Well I have discovered that my method during times of emotional distress is to ignore the crap out of everything except checking YNAB buckets every few weeks.
Not recommended for long term goal achievement, but is recommended to remind oneself that HELL YEAH I am no longer an out of control emotional spender (out of control = history of frozen corn dog impulse buys for daaaaaays and box hair dye and maybe a thrifted sweater) and that my current emotional spending (wine all the wine) is still well within my overall spending parameters.
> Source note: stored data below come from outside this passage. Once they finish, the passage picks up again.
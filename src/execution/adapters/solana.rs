//! Solana-perp venue adapter (e.g. `JUP-USDC`, `PYTH-USDC`, `BONK-USDC`).
//! Wire format is an explicit non-goal; same thin stand-in shape as
//! `onchain.rs`, kept as a distinct type since the two universes route
//! independently.

use std::collections::HashMap;

use async_trait::async_trait;
use tracing::debug;

use crate::execution::venue::{OrderType, TradeResult, VenueAdapter};
use crate::types::{Side, Symbol};

pub struct SolanaAdapter {
    rpc_url: String,
}

impl SolanaAdapter {
    pub fn new(rpc_url: impl Into<String>) -> Self {
        Self { rpc_url: rpc_url.into() }
    }
}

#[async_trait]
impl VenueAdapter for SolanaAdapter {
    async fn execute_trade(
        &self,
        symbol: &Symbol,
        _side: Side,
        _order_type: OrderType,
        quantity: f64,
        price: Option<f64>,
        _reduce_only: bool,
    ) -> anyhow::Result<TradeResult> {
        debug!(symbol, quantity, rpc = self.rpc_url, "solana perp stand-in");
        Ok(TradeResult {
            success: true,
            order_id: Some(format!("solana-{}-{}", symbol, quantity)),
            filled_quantity: quantity,
            avg_price: price.unwrap_or(0.0),
            venue: self.name().to_string(),
            metadata: HashMap::new(),
        })
    }

    async fn get_balance(&self) -> anyhow::Result<HashMap<String, f64>> {
        Ok(HashMap::new())
    }

    fn name(&self) -> &str {
        "solana"
    }
}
I’m usually not too anxious about tracking in general - we have a system that is fairly high level that works for us. Everything’s in Mint, which lets me check on trends and yearly spending easily, as well as a helpful fraud monitoring tool. Then additionally we have a monthly date to tally up our assets and see how our overall saving/investment trends look - this was huge for my husband, because when we first started really investing a few years ago he was pretty obsessively tracking the markets and our accounts. Setting a date meant it was a lot easier for him to leave it alone on a day-to-day basis.
I did have some anxiety about buying our new car - we financed it (0% financing FTW) over 5 years, and I didn’t want to have to consider the car payment as part of my monthly budget because it’s not a permanent cost, but I was struggling to come up with a good way to conceptualize it as sufficiently separate. What we ended up doing is a 5 year CD ladder, which may not actually be the financially optimal thing to do vs market returns, but I now know that every year for the next 4 years a CD will mature and kick out my car payments for the year. And thus, all my car payment anxiety went away. (I realize this is from the ridiculously privileged point we find ourselves in where we actually have the money available to set up the CD ladder, thank you house sale)
This is a good question. And the answer is that I haven’t. I budget for my premiums, and a bit for prescriptions and over the counter medicines, and I have a mental allotment for dental costs per year. But for human body costs? I have no idea how to handle. Every year is so different. Last year I paid a fair bit for PT for back stuff, but I don’t anticipate that going forward (fingers crossed).
I’ve basically just sort of come to terms with it being an unknown. Like pet costs, really, haahah. They hit you and you pay them, and can… anticipate that the bad years will come, but not when.